Artis 2.0: Der Rembrandt fürs Wohnzimmer

Das Angebot an Grafik-Software ist dicht wie ein Dschungel und ebenso undurchdringbar. Begriffe wie „Vektorgrafiken“ und „Bitmap-Software“ stellen den Benutzer vor zahlreiche Entscheidungsschwierigkeiten beim Kauf eines Malprogrammes. Der Markt ist unübersichtlich wie nie, und fast monatlich kommen neue Zeichenhelfer dazu.

ARTIS 2.0 ist ein punktorientiertes Zeichenprogramm, das sich in erster Linie an Künstler wendet. Neben dem Zeichnen von Linien, Kreisen, Rechtecken, Quadraten und dergleichen stehen dem Benutzer zahlreiche andere geometrische Objekte zur Auswahl. Zudem bieten 14 unterschiedliche Effekte die Möglichkeit, erstellte Bilder auf verschiedenste Weise zu verändern und zu verfremden. Besonderen Wert legten die Autoren auf leichte Bedienbarkeit und künstlerisch orientierte Funktionen, was sich in unserem Software-Test zeigen sollte.

Handbuch

Das Handbuch enthält neben einer 73seitigen Anleitung zur Bedienung des Programmes auch einen 35seitigen Grafikkurs, um den Benutzer in die richtige Bedienung verschiedener Funktionen einzuführen. Eine gute Idee, wie wir meinen. Das Handbuch ist so ausführlich wie nötig und läßt sich angenehm lesen. Die Symbole (Icons), die die verschiedenen Zeichenbefehle im Programm darstellen, finden sich natürlich in der Bedienungsanleitung wieder. Weiterhin ist stets neben einer kurzen Erklärung auch aufgelistet, welche Optionen sich bei der entsprechenden Funktion verändern lassen.

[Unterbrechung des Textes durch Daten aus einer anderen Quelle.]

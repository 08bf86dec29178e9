//! Slot identifiers

use crate::error::{Error, Result};
use serde::{Deserialize, Serialize};
use std::fmt;

/// Index of a fixed-size region on the device
///
/// Slot `n` starts at byte `n * block_size`.
#[derive(Debug, Clone, Copy, PartialEq, Eq, PartialOrd, Ord, Hash, Serialize, Deserialize)]
pub struct SlotId(pub u64);

impl SlotId {
    /// Create a new slot ID
    pub fn new(index: u64) -> Self {
        Self(index)
    }

    /// Raw slot number
    pub fn index(&self) -> u64 {
        self.0
    }

    /// Byte offset of block `block_index` of this slot.
    ///
    /// Slots are treated as extensible regions: `block_index` is not
    /// checked against the slot's own extent, only against `u64` overflow.
    pub fn block_offset(&self, block_size: u64, block_index: u64) -> Result<u64> {
        let overflow = || Error::OffsetOverflow {
            slot: self.0,
            offset: block_index.saturating_mul(block_size),
        };
        let base = self.0.checked_mul(block_size).ok_or_else(overflow)?;
        let delta = block_index.checked_mul(block_size).ok_or_else(overflow)?;
        base.checked_add(delta).ok_or_else(overflow)
    }
}

impl From<u64> for SlotId {
    fn from(index: u64) -> Self {
        Self(index)
    }
}

impl fmt::Display for SlotId {
    fn fmt(&self, f: &mut fmt::Formatter<'_>) -> fmt::Result {
        write!(f, "Slot({})", self.0)
    }
}
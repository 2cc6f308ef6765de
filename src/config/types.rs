// mcbranch: Minecraft server branch helper
//
// SPDX-FileCopyrightText: 2026 Romeo Ahmed
// SPDX-License-Identifier: GPL-3.0-or-later

//! Configuration types for mcbranch.
//!
//! # Config Structure
//!
//! ```text
//! Config: GlobalConfig, WorkflowConfig, RemoteConfig, TransferConfig, StateConfig
//! ```

use serde::{Deserialize, Serialize};
use std::path::PathBuf;
use std::time::Duration;

use crate::error::ConfigError;
use crate::logging::LogLevel;
use crate::utility::fs::RetryPolicy;

/// Branch every save is pushed to.
pub const DEFAULT_BRANCH: &str = "Minecraft_branch";

/// Folder that is saved and restored.
pub const DEFAULT_FOLDER: &str = "servidor_minecraft";

/// Global configuration options.
#[derive(Debug, Clone, Serialize, Deserialize)]
#[serde(default, deny_unknown_fields)]
pub struct GlobalConfig {
    /// Log level for console output (0-5).
    pub output_log_level: LogLevel,
    /// Log level for file output (0-5).
    pub file_log_level: LogLevel,
    /// Path to log file (no file logging when unset).
    pub log_file: Option<PathBuf>,
    /// Wait for Enter after reporting a result.
    pub pause: bool,
}

impl Default for GlobalConfig {
    fn default() -> Self {
        Self {
            output_log_level: LogLevel::INFO,
            file_log_level: LogLevel::TRACE,
            log_file: None,
            pause: true,
        }
    }
}

/// Names and messages shared by the publish and restore workflows.
#[derive(Debug, Clone, Serialize, Deserialize)]
#[serde(default, deny_unknown_fields)]
pub struct WorkflowConfig {
    /// The single branch that holds the latest save.
    pub branch: String,
    /// The managed subfolder of the working tree.
    pub folder: String,
    /// Commit message used when publishing.
    pub publish_message: String,
    /// Commit message prefix used when restoring; the source repo name is appended.
    pub restore_message_prefix: String,
}

impl Default for WorkflowConfig {
    fn default() -> Self {
        Self {
            branch: DEFAULT_BRANCH.to_string(),
            folder: DEFAULT_FOLDER.to_string(),
            publish_message: format!("Save branch for your {DEFAULT_FOLDER}"),
            restore_message_prefix: "Add files from".to_string(),
        }
    }
}

impl WorkflowConfig {
    /// Commit message for a restore from `repo_name`.
    #[must_use]
    pub fn restore_message(&self, repo_name: &str) -> String {
        format!("{} {repo_name}", self.restore_message_prefix)
    }

    /// Rejects names git or the filesystem cannot use.
    ///
    /// # Errors
    ///
    /// Returns `ConfigError::InvalidValue` for an empty branch, an empty folder
    /// or a folder that is not a single path component.
    pub fn validate(&self) -> std::result::Result<(), ConfigError> {
        if self.branch.trim().is_empty() {
            return Err(invalid("workflow", "branch", "must not be empty"));
        }
        if self.folder.trim().is_empty() {
            return Err(invalid("workflow", "folder", "must not be empty"));
        }
        if self.folder.contains(['/', '\\']) || self.folder == "." || self.folder == ".." {
            return Err(invalid(
                "workflow",
                "folder",
                "must be a single directory name",
            ));
        }
        Ok(())
    }
}

/// Remote the workflows push to.
#[derive(Debug, Clone, Serialize, Deserialize)]
#[serde(default, deny_unknown_fields)]
pub struct RemoteConfig {
    /// Remote name (`origin`).
    pub name: String,
    /// Base of the web URL printed after a publish.
    pub web_base: String,
}

impl Default for RemoteConfig {
    fn default() -> Self {
        Self {
            name: "origin".to_string(),
            web_base: "https://github.com".to_string(),
        }
    }
}

/// Busy-file retry settings for file transfer.
#[derive(Debug, Clone, Copy, Serialize, Deserialize)]
#[serde(default, deny_unknown_fields)]
pub struct TransferConfig {
    /// Total copy attempts per file.
    pub attempts: u32,
    /// Delay between attempts, in milliseconds.
    pub delay_ms: u64,
}

impl Default for TransferConfig {
    fn default() -> Self {
        Self {
            attempts: 3,
            delay_ms: 1000,
        }
    }
}

impl TransferConfig {
    /// # Errors
    ///
    /// Returns `ConfigError::InvalidValue` when `attempts` is zero.
    pub fn validate(&self) -> std::result::Result<(), ConfigError> {
        if self.attempts == 0 {
            return Err(invalid("transfer", "attempts", "must be at least 1"));
        }
        Ok(())
    }

    #[must_use]
    pub const fn retry_policy(&self) -> RetryPolicy {
        RetryPolicy::new(self.attempts, Duration::from_millis(self.delay_ms))
    }
}

/// Where the transient repository record is written.
#[derive(Debug, Clone, Default, Serialize, Deserialize)]
#[serde(default, deny_unknown_fields)]
pub struct StateConfig {
    /// Directory for the record file; the system temp directory when unset.
    pub dir: Option<PathBuf>,
}

impl StateConfig {
    #[must_use]
    pub fn resolved_dir(&self) -> PathBuf {
        self.dir.clone().unwrap_or_else(std::env::temp_dir)
    }
}

fn invalid(section: &str, key: &str, message: &str) -> ConfigError {
    ConfigError::InvalidValue {
        section: section.to_string(),
        key: key.to_string(),
        message: message.to_string(),
    }
}
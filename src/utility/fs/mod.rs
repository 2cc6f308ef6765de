// mcbranch: Minecraft server branch helper
//
// SPDX-FileCopyrightText: 2026 Romeo Ahmed
// SPDX-License-Identifier: GPL-3.0-or-later

//! Filesystem utilities with busy-file retry.
//!
//! ```text
//! copy:  copy_dir_contents()  dirs replaced whole, files overwritten
//!        move_dir()           rename, copy+remove across devices
//!        remove_entry()       rm -rf that ignores missing paths
//! retry: retry_when_busy()    ETXTBSY/EBUSY -> sleep(delay), N attempts
//! ```

pub mod copy;
pub mod retry;

pub use copy::{copy_dir_contents, move_dir, remove_entry};
pub use retry::{RetryPolicy, is_busy, retry_when_busy};

#[cfg(test)]
mod tests;
// mcbranch: Minecraft server branch helper
//
// SPDX-FileCopyrightText: 2026 Romeo Ahmed
// SPDX-License-Identifier: GPL-3.0-or-later

//! Operator-facing terminal I/O.
//!
//! ```text
//! Operator::prompt()   "Enter the repository link: " -> trimmed line
//! Operator::success()  green -> azure -> magenta
//! Operator::pause()    wait for Enter
//! error_text()         red -> orange (stderr, printed by main)
//! ```
//!
//! Colors are dropped when `NO_COLOR` is set.

pub mod gradient;

#[cfg(test)]
mod tests;

use std::io::{self, BufRead, Stdout, Write};

pub use gradient::{Rgb, paint};

/// Prompt shown by `link` when no `--repo` is given.
pub const REPO_PROMPT: &str = "Enter the repository link: ";

const PAUSE_PROMPT: &str = "Press Enter to continue...";

/// Whether output should be colored.
#[must_use]
pub fn color_enabled() -> bool {
    std::env::var_os("NO_COLOR").is_none()
}

/// `text` in the error gradient, or unchanged when `color` is false.
#[must_use]
pub fn error_text(text: &str, color: bool) -> String {
    if color {
        paint(text, gradient::ERROR)
    } else {
        text.to_string()
    }
}

/// Reads operator input and writes operator-facing messages.
pub struct Operator<R, W> {
    input: R,
    output: W,
    color: bool,
}

impl Operator<io::StdinLock<'static>, Stdout> {
    /// Operator on the process stdin and stdout.
    #[must_use]
    pub fn stdio() -> Self {
        Self::new(io::stdin().lock(), io::stdout(), color_enabled())
    }
}

impl<R: BufRead, W: Write> Operator<R, W> {
    pub const fn new(input: R, output: W, color: bool) -> Self {
        Self {
            input,
            output,
            color,
        }
    }

    /// Shows `text` and returns the next input line, trimmed. End of input
    /// yields an empty string.
    ///
    /// # Errors
    ///
    /// Returns an I/O error if writing the prompt or reading input fails.
    pub fn prompt(&mut self, text: &str) -> io::Result<String> {
        write!(self.output, "{text}")?;
        self.output.flush()?;

        let mut line = String::new();
        self.input.read_line(&mut line)?;
        Ok(line.trim().to_string())
    }

    /// Writes `text` in the success gradient.
    ///
    /// # Errors
    ///
    /// Returns an I/O error if writing fails.
    pub fn success(&mut self, text: &str) -> io::Result<()> {
        if self.color {
            writeln!(self.output, "{}", paint(text, gradient::SUCCESS))
        } else {
            writeln!(self.output, "{text}")
        }
    }

    /// Writes `text` unstyled.
    ///
    /// # Errors
    ///
    /// Returns an I/O error if writing fails.
    pub fn say(&mut self, text: &str) -> io::Result<()> {
        writeln!(self.output, "{text}")
    }

    /// Waits for Enter. Does nothing when `enabled` is false.
    ///
    /// # Errors
    ///
    /// Returns an I/O error if writing the prompt or reading input fails.
    pub fn pause(&mut self, enabled: bool) -> io::Result<()> {
        if !enabled {
            return Ok(());
        }
        self.prompt(PAUSE_PROMPT).map(drop)
    }
}
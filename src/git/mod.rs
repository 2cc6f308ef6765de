// mcbranch: Minecraft server branch helper
//
// SPDX-FileCopyrightText: 2026 Romeo Ahmed
// SPDX-License-Identifier: GPL-3.0-or-later

//! Git operations module.
//!
//! ```text
//!        Public API
//!   query.rs   cmd.rs   repo_ref.rs
//!        \       |
//!         v      v
//!      ,------------------,
//!      | backend (traits) |
//!      '--+----------+----'
//!         |          |
//!         v          v
//!    GitQuery    GitMutation
//!   (gix, read)  (CLI, write)
//!         |          |
//!         v          v
//!    GixBackend  ShellBackend
//!    .is_repo    .clone_branch  .stage_forced
//!    .branch     .commit        .reset_branch
//!                .push          .set_remote_url
//! ```
//!
//! **`GixBackend`**: pure Rust, no subprocess, precondition checks.
//! **`ShellBackend`**: git CLI for every workflow step.

pub mod backend;
pub mod cmd;
pub mod query;
pub mod repo_ref;

pub use backend::PushMode;
pub use repo_ref::RepoRef;

#[cfg(test)]
mod tests;
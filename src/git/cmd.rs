// mcbranch: Minecraft server branch helper
//
// SPDX-FileCopyrightText: 2026 Romeo Ahmed
// SPDX-License-Identifier: GPL-3.0-or-later

//! Git command operations using shell backend.
//!
//! ```text
//! cmd.rs --> ShellBackend --> git (clone, add, commit, checkout -B, push, remote)
//! ```

use crate::error::McbResult;
use std::path::Path;

use super::backend::{GitMutation, PushMode, ShellBackend};

/// Clone only `branch` of `url` into `dest`.
///
/// # Errors
///
/// Returns a `GitError` if the clone fails, e.g. the branch does not exist.
pub fn clone_branch(url: &str, dest: &Path, branch: &str) -> McbResult<()> {
    ShellBackend::clone_branch(url, dest, branch)
}

/// `git add --force <pathspec>`.
///
/// # Errors
///
/// Returns a `GitError` if staging fails.
pub fn stage_forced(repo_path: &Path, pathspec: &str) -> McbResult<()> {
    ShellBackend::stage_forced(repo_path, pathspec)
}

/// # Errors
///
/// Returns a `GitError` if the commit fails.
pub fn commit(repo_path: &Path, message: &str) -> McbResult<()> {
    ShellBackend::commit(repo_path, message)
}

/// `git checkout -B <branch>`.
///
/// # Errors
///
/// Returns a `GitError` if the branch cannot be created or checked out.
pub fn reset_branch(repo_path: &Path, branch: &str) -> McbResult<()> {
    ShellBackend::reset_branch(repo_path, branch)
}

/// # Errors
///
/// Returns a `GitError` if the push fails.
pub fn push(repo_path: &Path, remote: &str, branch: &str, mode: PushMode) -> McbResult<()> {
    ShellBackend::push(repo_path, remote, branch, mode)
}

/// Point `name` at `url`, adding the remote when it does not exist yet.
///
/// # Errors
///
/// Returns a `GitError` if listing, adding or updating the remote fails.
pub fn point_remote(repo_path: &Path, name: &str, url: &str) -> McbResult<()> {
    if ShellBackend::has_remote(repo_path, name)? {
        ShellBackend::set_remote_url(repo_path, name, url)
    } else {
        ShellBackend::add_remote(repo_path, name, url)
    }
}

/// URL of `remote`.
///
/// # Errors
///
/// Returns a `GitError` if no URL is configured for the remote.
pub fn remote_url(repo_path: &Path, remote: &str) -> McbResult<String> {
    ShellBackend::remote_url(repo_path, remote)
}

/// `git status --porcelain`; empty output means a clean tree.
///
/// # Errors
///
/// Returns a `GitError` if status fails.
pub fn status_porcelain(repo_path: &Path) -> McbResult<String> {
    ShellBackend::status_porcelain(repo_path)
}
// mcbranch: Minecraft server branch helper
//
// SPDX-FileCopyrightText: 2026 Romeo Ahmed
// SPDX-License-Identifier: GPL-3.0-or-later

//! The two operator workflows.
//!
//! ```text
//! publish (branch)                     restore (link)
//!   remote URL -> RepoRef                prompt -> StateStore -> RepoRef
//!   add --force .                        clone --branch B --single-branch
//!   status --porcelain --(empty)--> no-op    move <folder> into place
//!   commit                               remote set-url / add
//!   checkout -B B                        add --force <folder>, commit
//!   push -f                              checkout -B B, push -u
//! ```
//!
//! Both return typed outcomes; reporting and pausing are left to the caller.

pub mod publish;
pub mod restore;


use crate::git::RepoRef;

pub use publish::publish;
pub use restore::restore;

/// Result of a publish run.
#[derive(Debug, Clone, PartialEq, Eq)]
pub enum PublishOutcome {
    /// The tree was clean after staging; nothing was committed or pushed.
    NothingToCommit,
    /// A commit was made and force-pushed.
    Pushed {
        branch: String,
        /// Web address of the pushed branch, built from the remote URL.
        url: String,
    },
}

/// Result of a successful restore.
#[derive(Debug, Clone, PartialEq, Eq)]
pub struct RestoreReport {
    /// Repository the folder was restored from.
    pub repo: RepoRef,
    pub branch: String,
    /// URL the remote points at afterwards.
    pub remote_url: String,
}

Eine sehr schöne Bedienhilfe hat ARTIS 2.0 zudem serienmäßig: Bewegt der Benutzer seine Maus auf eine beliebige Zeichenfunktion, so wird in einem kleinen Fenster die Seite angezeigt, unter der man in der Bedienungsanleitung die entsprechenden Erläuterungen findet. Dies vermeidet lästiges Suchen, wenn man schnell mal ein paar Informationen nachschlagen will oder muß. Dieses beispielhafte Konzept sollte in jedem besseren Programm zum Standard gehören.

Bildgröße

Das Programm, das nur in der hohen ST-Auflösung läuft, ist ausschließlich punktorientiert und besitzt keinen Vektorteil. Im Gegensatz zu früheren Versionen ist die Version 2.0 nun auch „großbildfähig“. Dies heißt jedoch keineswegs, daß das Programm großbildschirmfähig ist, sondern vielmehr, daß Grafiken mit mehr als 640 x 400 Punkten bearbeitet werden können. Sofern der Speicher ausreicht, läßt Artis virtuelle Bilder mit einer Maximalgröße von 2400 x 3200 Punkten zu. Reicht der Speicher nicht aus, meldet das Programm „zu wenig Speicher“ und wird danach automatisch beendet. Wer seine Bilder nicht abgespeichert hatte, hat schlicht-weg „Pech gehabt“.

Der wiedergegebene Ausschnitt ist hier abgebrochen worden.